Frena la Germania, rallenta l’Eurozona, s’inceppa il Pil mondiale e la Penisola è sempre più un fattore di rischio insieme alla Brexit e all’esito delle prossime elezioni europee. « La crescita dell’Italia è debole e siamo preoccupati per il debito», ha detto la capo economista dell’Fmi, Gita Gopinath. Non conforta che il World Economic Outlook del Fondo monetario internazionale, diffuso ieri, sia comunque una sequenza di segni ” meno” per tutti.
In sei mesi, rispetto alle previsioni dell’ottobre scorso, il clima è notevolmente peggiorato e l’economia mondiale è al livello più basso dal 2009, dopo la crisi dei mutui subprime: il Pil del pianeta crescerà solo del 3,3 per cento perdendo quattro decimali rispetto all’autunno dello scorso anno, l’Eurozona va all’ 1,3 per cento con un taglio delle previsioni di oltre mezzo punto, la Germania ( per via della crisi dell’auto) perde 1,1 punti percentuali rispetto a sei mesi fa e cresce allo 0,8 per cento.
Revisione al ribasso anche per gli Usa ( perdono lo 0,2 e si posizionano comunque al 2,3 per cento). Solo la Cina guadagna uno 0,1 ma resta esposta ai rischi della guerra commerciale con gli Usa. Come pure la Brexit si allunga come un’ombra sull’economia globale: la Gran Bretagna cresce dell’1,2 e lascia sul terreno due decimali. Ma, avverte l’Fmi, un eventuale ” no deal” farebbe precipitare il Pil inglese di 3,5 punti di qui al 2021.
L’Italia, naturalmente, si ritaglia il ruolo dell’alunno peggiore d’Europa. La crescita viene ridotta allo 0,1 per cento ( e resta allo 0,9 nel 2020): la corsa all’indietro è più veloce degli altri, quasi un punto perso in sei mesi, e mezzo punto dal gennaio scorso. Il debito, che l’Fmi stimaquest’anno a quota 133,4 (un paio di punti più del governo), preoccupa perché, come ha spiegato Gita Gopinath, i conseguenti alti tassi sui titoli di Stato « pesano sugli investimenti » frenandoli.

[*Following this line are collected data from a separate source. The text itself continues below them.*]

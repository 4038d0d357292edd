//! HTTP routes.
//!
//! `POST /receipts/process` accepts a receipt and returns its identifier;
//! `GET /receipts/{id}/points` scores a stored receipt.

use std::sync::Arc;

use axum::{
    extract::{rejection::JsonRejection, Path, State},
    http::StatusCode,
    response::{IntoResponse, Response},
    routing::{get, post},
    Json, Router,
};
use receipt_points::store::{IdGenerator, Store};
use receipt_points::{
    PointsBreakdown, ProcessorError, Receipt, ReceiptId, ReceiptProcessor, RejectionReason,
};
use serde::Serialize;
use thiserror::Error;

/// Response to a processed receipt.
#[derive(Debug, Serialize)]
pub struct ProcessResponse {
    pub id: ReceiptId,
}

/// Points awarded to a stored receipt.
#[derive(Debug, Serialize)]
pub struct PointsResponse {
    pub points: u64,
}

/// Per-rule points plus their total.
#[derive(Debug, Serialize)]
pub struct BreakdownResponse {
    #[serde(flatten)]
    pub rules: PointsBreakdown,
    pub total: u64,
}

#[derive(Debug, Serialize)]
pub struct HealthResponse {
    pub status: &'static str,
}

/// Error body returned for every failed request.
#[derive(Debug, Serialize)]
pub struct ErrorResponse {
    pub error: String,
    #[serde(skip_serializing_if = "Option::is_none")]
    pub reason: Option<RejectionReason>,
}

/// Everything a handler can fail with.
#[derive(Debug, Error)]
pub enum ApiError {
    /// The body was not a receipt.
    #[error("{0}")]
    MalformedBody(String),

    #[error(transparent)]
    Processor(#[from] ProcessorError),
}

impl From<JsonRejection> for ApiError {
    fn from(rejection: JsonRejection) -> Self {
        ApiError::MalformedBody(rejection.body_text())
    }
}

impl IntoResponse for ApiError {
    fn into_response(self) -> Response {
        let (status, body) = match self {
            ApiError::MalformedBody(error) => (
                StatusCode::BAD_REQUEST,
                ErrorResponse {
                    error,
                    reason: None,
                },
            ),
            ApiError::Processor(ProcessorError::Validation(e)) => (
                StatusCode::BAD_REQUEST,
                ErrorResponse {
                    error: e.to_string(),
                    reason: Some(e.reason()),
                },
            ),
            ApiError::Processor(ProcessorError::ReceiptNotFound(_)) => (
                StatusCode::NOT_FOUND,
                ErrorResponse {
                    error: "receipt not found".to_string(),
                    reason: None,
                },
            ),
            ApiError::Processor(e) => {
                tracing::error!("request failed: {e}");
                (
                    StatusCode::INTERNAL_SERVER_ERROR,
                    ErrorResponse {
                        error: e.to_string(),
                        reason: None,
                    },
                )
            }
        };

        (status, Json(body)).into_response()
    }
}

/// Build the application router around a shared processor.
pub fn router<S, G>(processor: Arc<ReceiptProcessor<S, G>>) -> Router
where
    S: Store + 'static,
    G: IdGenerator + 'static,
{
    Router::new()
        .route("/health", get(health_check))
        .route("/receipts/process", post(process_receipt::<S, G>))
        .route("/receipts/{id}/points", get(get_points::<S, G>))
        .route("/receipts/{id}/breakdown", get(get_breakdown::<S, G>))
        .with_state(processor)
}

/// GET /health
async fn health_check() -> Json<HealthResponse> {
    Json(HealthResponse { status: "ok" })
}

/// POST /receipts/process
async fn process_receipt<S: Store, G: IdGenerator>(
    State(processor): State<Arc<ReceiptProcessor<S, G>>>,
    payload: Result<Json<Receipt>, JsonRejection>,
) -> Result<Json<ProcessResponse>, ApiError> {
    let Json(receipt) = payload?;
    let id = processor.process(receipt).await?;
    Ok(Json(ProcessResponse { id }))
}

/// GET /receipts/{id}/points
async fn get_points<S: Store, G: IdGenerator>(
    State(processor): State<Arc<ReceiptProcessor<S, G>>>,
    Path(id): Path<String>,
) -> Result<Json<PointsResponse>, ApiError> {
    let points = processor.points(&ReceiptId::from(id)).await?;
    Ok(Json(PointsResponse { points }))
}

/// GET /receipts/{id}/breakdown
async fn get_breakdown<S: Store, G: IdGenerator>(
    State(processor): State<Arc<ReceiptProcessor<S, G>>>,
    Path(id): Path<String>,
) -> Result<Json<BreakdownResponse>, ApiError> {
    let rules = processor.breakdown(&ReceiptId::from(id)).await?;
    Ok(Json(BreakdownResponse {
        total: rules.total(),
        rules,
    }))
}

Allarma e preoccupa che l’Italia venga citata fin dalle prime righe del rapporto dell’Fmi come esempio di uno degli elementi di vulnerabilità del sistema finanziario internazionale per la rischiosa circostanza che le banche hanno in ” pancia” una enorme quantità del debito sovrano italiano e sono dunque esposte alle sue fluttuazioni. Così il nostro paese resta uno dei fattori di rischio o, come dice l’Fmi, può contribuire ad un « rapido cambiamento delle politiche finanziarie» se associato ad eventi come un no deal nella Brexit o una repentina fuga dai mercati degli investitori.
Non meno danni potremo fare all’economia reale dell’Eurozona. Potremo infatti provocare ulteriori «conseguenze negative » se si combineranno e acuiranno, «incertezza di bilancio», « alti tassi » , « elevati spread » e una recessione più profonda. In questo caso siamo candidati ad essere la vera “mina” dell’Europa.
Il bilancio italiano è dunque sotto stretto controllo. Gita Gopinath per ora evita di affondare la lama sulla costosa flat tax proposta dal governo gialloverde ma solo perché ancora «mancano i dettagli». I conti pubblici dell’Italia destano preoccupazione e le stime dell’Fmi sul deficit- Pil costituiscono una ulteriore conferma: il livello quest’anno è del 2,7 per cento e nel 2020, dove non si crede alla sterilizzazione dell’Iva, schizzerebbe al 3,4 per cento.
Tra le cause del rallentamento dell’Eurozona il nostro paese si guadagna il terzo posto in classifica. Il primo fattore negativo cui è attribuita la debolezza del Pil del Vecchio Continente è la debolezza dei consumi e la scarsa fiducia degli imprenditori; il secondo è la crisi dell’auto in Germania; il terzo è « l’incertezza della politica di bilancio, gli elevati spread sovrani e la debolezza degli investimenti in Italia». Il quarto? Il gilet gialli francesi.